** Opening Excerpted data block **
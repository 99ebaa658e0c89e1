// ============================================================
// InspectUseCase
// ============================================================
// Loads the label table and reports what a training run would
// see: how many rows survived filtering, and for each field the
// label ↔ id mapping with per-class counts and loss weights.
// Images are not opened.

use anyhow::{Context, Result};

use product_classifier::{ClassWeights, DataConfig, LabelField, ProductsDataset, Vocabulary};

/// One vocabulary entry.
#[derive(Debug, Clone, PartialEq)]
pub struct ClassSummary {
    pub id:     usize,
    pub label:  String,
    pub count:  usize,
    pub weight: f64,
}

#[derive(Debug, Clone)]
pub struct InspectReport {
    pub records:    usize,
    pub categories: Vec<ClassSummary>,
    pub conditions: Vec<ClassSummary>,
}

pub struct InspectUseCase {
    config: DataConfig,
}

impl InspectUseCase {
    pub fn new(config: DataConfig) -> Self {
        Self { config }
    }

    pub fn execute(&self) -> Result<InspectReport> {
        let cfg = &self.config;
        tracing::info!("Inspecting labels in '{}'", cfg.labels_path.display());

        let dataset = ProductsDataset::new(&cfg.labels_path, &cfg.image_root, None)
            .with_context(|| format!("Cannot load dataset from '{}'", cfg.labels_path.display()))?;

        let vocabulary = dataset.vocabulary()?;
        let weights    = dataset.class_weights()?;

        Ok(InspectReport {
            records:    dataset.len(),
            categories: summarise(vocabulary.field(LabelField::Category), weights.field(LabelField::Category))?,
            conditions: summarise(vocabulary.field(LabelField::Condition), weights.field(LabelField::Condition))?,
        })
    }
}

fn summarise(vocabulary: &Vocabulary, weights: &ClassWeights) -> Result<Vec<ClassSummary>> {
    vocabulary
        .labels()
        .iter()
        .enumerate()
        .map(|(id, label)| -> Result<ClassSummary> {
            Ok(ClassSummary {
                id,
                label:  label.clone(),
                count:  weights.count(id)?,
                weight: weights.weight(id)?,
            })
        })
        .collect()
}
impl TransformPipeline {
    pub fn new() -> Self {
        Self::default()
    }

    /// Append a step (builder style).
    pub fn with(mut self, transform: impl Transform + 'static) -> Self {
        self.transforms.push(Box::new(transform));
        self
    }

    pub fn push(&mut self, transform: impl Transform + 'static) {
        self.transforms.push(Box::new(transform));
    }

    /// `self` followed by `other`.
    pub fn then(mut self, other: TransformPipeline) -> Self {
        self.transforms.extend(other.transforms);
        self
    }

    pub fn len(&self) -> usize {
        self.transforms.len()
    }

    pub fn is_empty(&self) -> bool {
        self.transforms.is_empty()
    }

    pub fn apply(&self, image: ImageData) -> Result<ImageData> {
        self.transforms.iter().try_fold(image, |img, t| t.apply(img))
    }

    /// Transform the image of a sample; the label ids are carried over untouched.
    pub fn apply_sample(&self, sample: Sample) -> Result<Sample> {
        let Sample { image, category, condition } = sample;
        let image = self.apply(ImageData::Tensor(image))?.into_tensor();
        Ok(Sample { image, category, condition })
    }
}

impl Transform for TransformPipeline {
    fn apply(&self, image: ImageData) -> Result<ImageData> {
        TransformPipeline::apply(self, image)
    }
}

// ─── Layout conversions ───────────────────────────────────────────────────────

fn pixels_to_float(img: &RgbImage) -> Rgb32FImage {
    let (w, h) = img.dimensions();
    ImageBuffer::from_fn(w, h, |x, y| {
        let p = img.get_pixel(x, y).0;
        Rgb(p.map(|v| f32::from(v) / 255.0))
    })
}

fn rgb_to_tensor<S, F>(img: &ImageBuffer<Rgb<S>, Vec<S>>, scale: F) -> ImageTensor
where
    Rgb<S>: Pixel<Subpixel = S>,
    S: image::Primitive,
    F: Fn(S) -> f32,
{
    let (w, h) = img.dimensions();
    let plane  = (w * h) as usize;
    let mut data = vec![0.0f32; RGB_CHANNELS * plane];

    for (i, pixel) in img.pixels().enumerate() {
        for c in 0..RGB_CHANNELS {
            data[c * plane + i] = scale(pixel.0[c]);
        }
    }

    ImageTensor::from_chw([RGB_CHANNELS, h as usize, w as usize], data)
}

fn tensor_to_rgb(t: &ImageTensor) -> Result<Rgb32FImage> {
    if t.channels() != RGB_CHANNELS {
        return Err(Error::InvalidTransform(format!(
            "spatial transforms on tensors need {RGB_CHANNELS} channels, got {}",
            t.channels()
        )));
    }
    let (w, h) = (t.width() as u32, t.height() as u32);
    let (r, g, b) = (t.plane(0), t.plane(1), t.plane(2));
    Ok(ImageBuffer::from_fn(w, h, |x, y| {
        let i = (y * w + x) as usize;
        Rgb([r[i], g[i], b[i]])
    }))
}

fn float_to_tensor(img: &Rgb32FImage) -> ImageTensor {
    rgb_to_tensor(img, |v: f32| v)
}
** Closing Excerpted data block **
◆ Task to carry out ◆
The expected response reproduces all of the data precisely.

◆ Result of the task ◆
repository 99ebaa658e0c89e1
// ============================================================
// InspectUseCase
// ============================================================
// Loads the label table and reports what a training run would
// see: how many rows survived filtering, and for each field the
// label ↔ id mapping with per-class counts and loss weights.
// Images are not opened.

use anyhow::{Context, Result};

use product_classifier::{ClassWeights, DataConfig, LabelField, ProductsDataset, Vocabulary};

/// One vocabulary entry.
#[derive(Debug, Clone, PartialEq)]
pub struct ClassSummary {
    pub id:     usize,
    pub label:  String,
    pub count:  usize,
    pub weight: f64,
}

#[derive(Debug, Clone)]
pub struct InspectReport {
    pub records:    usize,
    pub categories: Vec<ClassSummary>,
    pub conditions: Vec<ClassSummary>,
}

pub struct InspectUseCase {
    config: DataConfig,
}

impl InspectUseCase {
    pub fn new(config: DataConfig) -> Self {
        Self { config }
    }

    pub fn execute(&self) -> Result<InspectReport> {
        let cfg = &self.config;
        tracing::info!("Inspecting labels in '{}'", cfg.labels_path.display());

        let dataset = ProductsDataset::new(&cfg.labels_path, &cfg.image_root, None)
            .with_context(|| format!("Cannot load dataset from '{}'", cfg.labels_path.display()))?;

        let vocabulary = dataset.vocabulary()?;
        let weights    = dataset.class_weights()?;

        Ok(InspectReport {
            records:    dataset.len(),
            categories: summarise(vocabulary.field(LabelField::Category), weights.field(LabelField::Category))?,
            conditions: summarise(vocabulary.field(LabelField::Condition), weights.field(LabelField::Condition))?,
        })
    }
}

fn summarise(vocabulary: &Vocabulary, weights: &ClassWeights) -> Result<Vec<ClassSummary>> {
    vocabulary
        .labels()
        .iter()
        .enumerate()
        .map(|(id, label)| -> Result<ClassSummary> {
            Ok(ClassSummary {
                id,
                label:  label.clone(),
                count:  weights.count(id)?,
                weight: weights.weight(id)?,
            })
        })
        .collect()
}
impl TransformPipeline {
    pub fn new() -> Self {
        Self::default()
    }

    /// Append a step (builder style).
    pub fn with(mut self, transform: impl Transform + 'static) -> Self {
        self.transforms.push(Box::new(transform));
        self
    }

    pub fn push(&mut self, transform: impl Transform + 'static) {
        self.transforms.push(Box::new(transform));
    }

    /// `self` followed by `other`.
    pub fn then(mut self, other: TransformPipeline) -> Self {
        self.transforms.extend(other.transforms);
        self
    }

    pub fn len(&self) -> usize {
        self.transforms.len()
    }

    pub fn is_empty(&self) -> bool {
        self.transforms.is_empty()
    }

    pub fn apply(&self, image: ImageData) -> Result<ImageData> {
        self.transforms.iter().try_fold(image, |img, t| t.apply(img))
    }

    /// Transform the image of a sample; the label ids are carried over untouched.
    pub fn apply_sample(&self, sample: Sample) -> Result<Sample> {
        let Sample { image, category, condition } = sample;
        let image = self.apply(ImageData::Tensor(image))?.into_tensor();
        Ok(Sample { image, category, condition })
    }
}

impl Transform for TransformPipeline {
    fn apply(&self, image: ImageData) -> Result<ImageData> {
        TransformPipeline::apply(self, image)
    }
}

// ─── Layout conversions ───────────────────────────────────────────────────────

fn pixels_to_float(img: &RgbImage) -> Rgb32FImage {
    let (w, h) = img.dimensions();
    ImageBuffer::from_fn(w, h, |x, y| {
        let p = img.get_pixel(x, y).0;
        Rgb(p.map(|v| f32::from(v) / 255.0))
    })
}

fn rgb_to_tensor<S, F>(img: &ImageBuffer<Rgb<S>, Vec<S>>, scale: F) -> ImageTensor
where
    Rgb<S>: Pixel<Subpixel = S>,
    S: image::Primitive,
    F: Fn(S) -> f32,
{
    let (w, h) = img.dimensions();
    let plane  = (w * h) as usize;
    let mut data = vec![0.0f32; RGB_CHANNELS * plane];

    for (i, pixel) in img.pixels().enumerate() {
        for c in 0..RGB_CHANNELS {
            data[c * plane + i] = scale(pixel.0[c]);
        }
    }

    ImageTensor::from_chw([RGB_CHANNELS, h as usize, w as usize], data)
}

fn tensor_to_rgb(t: &ImageTensor) -> Result<Rgb32FImage> {
    if t.channels() != RGB_CHANNELS {
        return Err(Error::InvalidTransform(format!(
            "spatial transforms on tensors need {RGB_CHANNELS} channels, got {}",
            t.channels()
        )));
    }
    let (w, h) = (t.width() as u32, t.height() as u32);
    let (r, g, b) = (t.plane(0), t.plane(1), t.plane(2));
    Ok(ImageBuffer::from_fn(w, h, |x, y| {
        let i = (y * w + x) as usize;
        Rgb([r[i], g[i], b[i]])
    }))
}

fn float_to_tensor(img: &Rgb32FImage) -> ImageTensor {
    rgb_to_tensor(img, |v: f32| v)
}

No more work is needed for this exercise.